Comment: Transforming vehicle sound experience with machine learning and precise cabin measurements

Vehicle interiors are one of the modern world’s most challenging environments for delivering high-quality audio, but there are ways to overcome it, says Hendrik Hermann, automotive vice president, Dirac Research.


By combining digital response correction technology with machine learning, we can actually “teach” vehicles how to intelligently combine their speaker outputs for optimised performance.

The challenge

The average vehicle interior is a tight space housing anywhere from four to more than 30 speakers directed at one to seven listeners in different positions, with a wide variety of surfaces featuring different angles, materials and acoustic properties.

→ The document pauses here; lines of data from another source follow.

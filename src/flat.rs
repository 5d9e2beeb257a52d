//! Flat `f64` boundary.
//!
//! Thin adapters for callers holding plain row-major buffers with explicit
//! dimensions and raw `u8` normalization flags (`0` population, `1`
//! sample). Every buffer length is checked against its dimensions before
//! the typed routines run.

use crate::config::{LinalgOptions, Normalization, SingularPolicy};
use crate::error::KResult;
use crate::linalg::{self, LuFactor};
use crate::matrix::MatView;
use crate::stats;

/// Row-major `rows_a x cols_b` product of `a (rows_a x cols_a)` and `b (cols_a x cols_b)`.
pub fn multiply(a: &[f64], b: &[f64], rows_a: usize, cols_a: usize, cols_b: usize) -> KResult<Vec<f64>> {
    let a = MatView::new(a, rows_a, cols_a)?;
    let b = MatView::new(b, cols_a, cols_b)?;
    Ok(linalg::matmul(a, b)?.into_vec())
}

pub fn mean(xs: &[f64]) -> KResult<f64> {
    stats::mean(xs)
}

pub fn variance(xs: &[f64], flag: u8) -> KResult<f64> {
    stats::variance(xs, Normalization::from_flag(flag)?)
}

pub fn std_dev(xs: &[f64], flag: u8) -> KResult<f64> {
    stats::std_dev(xs, Normalization::from_flag(flag)?)
}

pub fn zscore(xs: &[f64], flag: u8) -> KResult<Vec<f64>> {
    stats::zscore(xs, Normalization::from_flag(flag)?)
}

pub fn lu(a: &[f64], rows: usize, cols: usize) -> KResult<LuFactor<f64>> {
    Ok(linalg::lu(MatView::new(a, rows, cols)?))
}

/// Inverse of an `n x n` matrix; singular input is an error.
pub fn inverse(a: &[f64], n: usize) -> KResult<Vec<f64>> {
    Ok(linalg::inverse(MatView::new(a, n, n)?)?.into_vec())
}

/// Inverse of an `n x n` matrix; singular input yields `n * n` NaNs.
pub fn inverse_or_nan(a: &[f64], n: usize) -> KResult<Vec<f64>> {
    let opts = LinalgOptions::default().with_singular(SingularPolicy::NanFill);
    Ok(linalg::inverse_with(MatView::new(a, n, n)?, &opts)?.into_vec())
}

pub fn determinant(a: &[f64], n: usize) -> KResult<f64> {
    linalg::determinant(MatView::new(a, n, n)?)
}

/// `cols x cols` covariance of a `rows x cols` observation matrix.
pub fn covariance(data: &[f64], rows: usize, cols: usize, flag: u8) -> KResult<Vec<f64>> {
    let norm = Normalization::from_flag(flag)?;
    Ok(stats::covariance(MatView::new(data, rows, cols)?, norm)?.into_vec())
}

Vehicle interiors have multiple speakers directed at different positions, causing misaligned sound waves due to complex surfaces and acoustic properties. While equalisation can enhance sound quality, it cannot fix details of the timing errors between speakers.

Data mining for a solution

Since every vehicle model is unique, what’s required is a sophisticated acoustic measurement system that pairs patented algorithms with a large data set of measurements to create an accurate acoustic fingerprint showing how each speakers’ output is affected by the in-cabin environment, and how it’s perceived at each seat location.

To ensure the most accurate and usable data, Dirac’s system utilises 16 microphones per speaker channel per seating position, resulting in a vast number of measurements, i.e. in a four-seat car with 20 speakers it would capture 1,280 measured impulse responses.

Creating a blank canvas

Since every vehicle is different, delivering similar experiences in them requires tearing down each cabin’s unique characteristics and correcting them so that the sound experience resembles that of a bare studio.

To turn each complex vehicle interior into a blank audio canvas, engineers use the data collected during the measurements. Impulse response correction technology then creates groupings of speakers that support each other’s impulse response characteristics and form what has become known as a ‘super speaker’.

These super speakers can deliver convincing Sound Field Control that allows listeners to perceive bass as coming from right in front of them, even if the subwoofer is mounted far away in the trunk, for example. While experts can guide the process, the brute force calculations must be completed by software tools using patented algorithms because there’s simply too much data for humans to process.

Give the people what they want

While most audio recordings are still conducted and processed in two-channel stereo, some consumers have become accustomed to the immersive experiences only home theaters and multi-channel systems can deliver. For decades, upmixers have provided a rudimentary means of turning two-channel signal into multi-channel output, but virtually all of them produce artifacts in the signal that affect the sound to varying extents.

However, it is possible to remain true to the source material. It requires spatially rearranging the output without adding or subtracting any signal. The multi-channel content then gets distributed or rendered to match the specific hardware system architecture in the vehicle.

Looking beyond the curve

As auto manufacturers look to reduce complexity for entry-level vehicles, the technology described could be vital to optimize soundbar-like designs, at the same time as it supports even more complex systems such as in-ceiling speakers for Dolby ATMOS audio formats in luxury vehicles.

One thing we’re certain of is that audio engineers will remain vital to both product design and its implementation in vehicles and devices. While algorithms and testing can get us about 80 percent of the way to a completed solution, the last 20 percent absolutely requires a professional hand with subjective experience.

Hendrik Hermann, automotive vice president, Dirac Research